Nasir Mazhar and his Semi-Religious Hat Experience

Dazed speaks to the hat designer, who has had time to reflect after his awe-inpsiring presentation at the House of Barnabus last week during London Fashion Week.

Photography by Patrick Lindblom Text by David Hellqvist

Is that really a hat? And is it art or fashion? Well, perhaps all of them. After all, this is Nasir Mazhar and with him you never know. The 26-year-old milliner from Stoke Newington just completed his second London Fashion Week presentation after going from Off to On schedule in just one season. While at it, Mazhar also upgraded venue from the Shoreditch staple Hoxton Bar & Kitchen to the mysteriously beautiful chapel at Soho’s House of Barnabas.

Eight creations were presented to the sound of Gregorian opera, lit up by hundreds of candles. The effect was so eerie that, paired with Mazhar’s semi-religious work, most people left shivering, thinking they had just experienced something truly larger-than-life. It’s now a few days later, and Nasir has had time to reflect on his presentation. It turns out that what’s on his mind today is just a headache, the result of post-show celebrations. Between painkillers, Nasir tries to explain himself to David Hellqvist…

Congratulations on a successful and beautiful presentation. What was the main theme behind it?
I started with no direct references or concept. At first it was just a collection of random pieces. That’s how I wanted it, all about craftsmanship.

Was there no red thread at all?
Well, I soon discovered that just having random pieces left it in a bit of a mess so we started developing characters to go with each piece.

What were they?
There were one God and one Goddess - the boy and girl in white masks. The girl in the golden jewellery piece that spun around her head was sort of their daughter – an oracle, a special child with magical powers. And they boy in cap was the son, even though the cap as such didn’t really fit in with the other pieces.

What kind of materials did you use?
We used leather, brass and resin.

The collection seemed religious and almost based around mythology?
Yes, I’m very interested in history, mythology and other cultural phenomena, like national dresses. Maybe that’s why my installations have a museum-like feeling to them.

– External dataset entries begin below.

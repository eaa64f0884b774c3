//! The `ClinicStore` trait: the repository interface the workflow runs on.
//!
//! The trait is implemented by storage backends (e.g. `clinic-store-sqlite`).
//! Higher layers (`clinic-api`, `clinic-server`) depend on this abstraction,
//! not on any concrete backend.

use std::future::Future;

use uuid::Uuid;

use crate::{
  appointment::{Appointment, AppointmentPatch, NewAppointment},
  customer::{Customer, CustomerPatch, NewCustomer},
  order::{NewOrder, Order, OrderDetails, OrderStatus},
  product::{NewProduct, Product},
};

// ─── Error classification ────────────────────────────────────────────────────

/// Backend errors expose the domain error they carry, if any, so that outer
/// layers can tell "not found" and "invalid input" apart from infrastructure
/// failures.
pub trait StoreError: std::error::Error + Send + Sync + 'static {
  fn domain(&self) -> Option<&crate::Error>;
}

// ─── Trait ───────────────────────────────────────────────────────────────────

/// Abstraction over a clinic store backend.
///
/// All methods return `Send` futures so the trait can be used in multi-threaded
/// async runtimes (e.g. tokio with `axum`).
pub trait ClinicStore: Send + Sync {
  type Error: StoreError;

  // ── Customers ─────────────────────────────────────────────────────────

  /// Validate and persist a new customer. Fails with
  /// [`crate::Error::DuplicateEmail`] if the email is taken.
  fn add_customer(
    &self,
    input: NewCustomer,
  ) -> impl Future<Output = Result<Customer, Self::Error>> + Send + '_;

  /// Retrieve a customer by UUID. Returns `None` if not found.
  fn get_customer(
    &self,
    id: Uuid,
  ) -> impl Future<Output = Result<Option<Customer>, Self::Error>> + Send + '_;

  /// All customers in creation order.
  fn list_customers(
    &self,
  ) -> impl Future<Output = Result<Vec<Customer>, Self::Error>> + Send + '_;

  /// Apply a validated partial update and return the stored result.
  fn update_customer(
    &self,
    id: Uuid,
    patch: CustomerPatch,
  ) -> impl Future<Output = Result<Customer, Self::Error>> + Send + '_;

  // ── Catalog ───────────────────────────────────────────────────────────

  /// Insert a catalog entry. Used by seeding; the catalog is otherwise
  /// read-only.
  fn add_product(
    &self,
    input: NewProduct,
  ) -> impl Future<Output = Result<Product, Self::Error>> + Send + '_;

  /// Insert several catalog entries in one transaction. Either every entry
  /// is written or none is.
  fn add_products(
    &self,
    inputs: Vec<NewProduct>,
  ) -> impl Future<Output = Result<Vec<Product>, Self::Error>> + Send + '_;

  fn get_product(
    &self,
    id: Uuid,
  ) -> impl Future<Output = Result<Option<Product>, Self::Error>> + Send + '_;

  /// The whole catalog in insertion order.
  fn list_products(
    &self,
  ) -> impl Future<Output = Result<Vec<Product>, Self::Error>> + Send + '_;

  // ── Orders ────────────────────────────────────────────────────────────

  /// Price and persist an order with its line items, all-or-nothing.
  ///
  /// The customer and every product are resolved, priced at their current
  /// catalog price, and written inside a single transaction. Any unresolved
  /// id aborts the whole operation without leaving partial records.
  fn create_order(
    &self,
    input: NewOrder,
  ) -> impl Future<Output = Result<Order, Self::Error>> + Send + '_;

  /// Hydrated order (customer, line items, products). `None` if not found.
  fn get_order(
    &self,
    id: Uuid,
  ) -> impl Future<Output = Result<Option<OrderDetails>, Self::Error>> + Send + '_;

  /// All hydrated orders in creation order.
  fn list_orders(
    &self,
  ) -> impl Future<Output = Result<Vec<OrderDetails>, Self::Error>> + Send + '_;

  /// Overwrite the status of an order; pricing fields are untouched.
  ///
  /// Returns the status that was replaced together with the updated order.
  fn set_order_status(
    &self,
    id: Uuid,
    status: OrderStatus,
  ) -> impl Future<Output = Result<(OrderStatus, Order), Self::Error>> + Send + '_;

  // ── Appointments ──────────────────────────────────────────────────────

  /// Persist an appointment. The customer must exist, and so must the order
  /// when one is given.
  fn add_appointment(
    &self,
    input: NewAppointment,
  ) -> impl Future<Output = Result<Appointment, Self::Error>> + Send + '_;

  fn get_appointment(
    &self,
    id: Uuid,
  ) -> impl Future<Output = Result<Option<Appointment>, Self::Error>> + Send + '_;

  fn list_appointments(
    &self,
  ) -> impl Future<Output = Result<Vec<Appointment>, Self::Error>> + Send + '_;

  fn update_appointment(
    &self,
    id: Uuid,
    patch: AppointmentPatch,
  ) -> impl Future<Output = Result<Appointment, Self::Error>> + Send + '_;
}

The venue worked very well with the presentation.
Yeah, initially we were supposed to be in another room in the House of Barnabas but when I saw the chapel I knew it was perfect.

Have you worked with other designers as well in the past?
I’ve collaborated with Gareth Pugh, House of Holland and Richard Nicoll. I love working with other people because someone else has to come up with the concept and I can just create. And it’s not like people just come and asks for things – they ask for my input and let me be a part of the creative process.

You used to work as a hair stylist at Vidal Sassoon. Was that experience helpful for what you do now?
It completely helped. I was looking at and working with heads for 10 years. I know a lot more about shapes, proportions and the weight of heads because of that. The knowledge is embedded in me; it’s just there!

How did you go from hair stylist to milliner?
I used to do elaborate hairdos but when it got too difficult I started using wire and it just developed from there. There is so much material to use when doing hats so I thought ‘why bother with hair’ - it has so many limitations while there are endless possibilities with hats.

And you spent two years working with theatrical hatter Mark Wheeler. How was that?

Mark is incredible, very skilled. I started working with him on Kylie’s Showgirl tour and that’s how I learnt my craftsmanship. We did lots of theatre shows and some contemporary dance at the Rambert Dance Company, but it was mostly ballet.

Are there any other contemporary hatters you admire?
You can’t look at the showpieces from Stephen Jones and Philip Treacy and not think they’re amazing. I love Stephen’s work with Galliano and Comme des Garcons.

Have you been to the V&A exhibition he has curated?
Not yet. I need to go, I have two hats in there – can’t wait!

You did the hat Madonna wore on the cover of Dazed & Confused and the hat Casey Spooner wears on the new Fischerspooner album artwork!
Yeah, it was wonderfully weird to work with Madonna. I kept thinking ‘as if she’s going to wear my hat’. She did wear it, but only half of it, though! The Fischerspooner hat is incredible – it’s more of a sculpture than a hat!

What do you reckon about the state of hats today?
The majority of hats today are really naff. I wouldn’t touch most of the ready-to-wear ones. Hats used to be worn for functionality and to be practical, now they’re too kitsch.

Would you consider doing a wearable hat collection?
Yes, it would be a very simple one in that case, like baseball caps. I would look at what people actually wear today and bring that forward. I don’t want to make crazy hats that no one wears.

What about the collection you just showed?
That was about pure creativity, nothing else.

Would you like to branch into clothes?
If I did it would be sportswear, stuff that people can and wants to wear. Nothing ridiculously expensive – I would want my sportswear to be sold in JD Sports! I just think it must be so depressing to make a collection that no one can afford to buy. I want to reach the masses, that would be fulfilling to me.

Do you wear a hat yourself?
I wear a baseball cap everyday and if I leave the house without one, I go back and get it!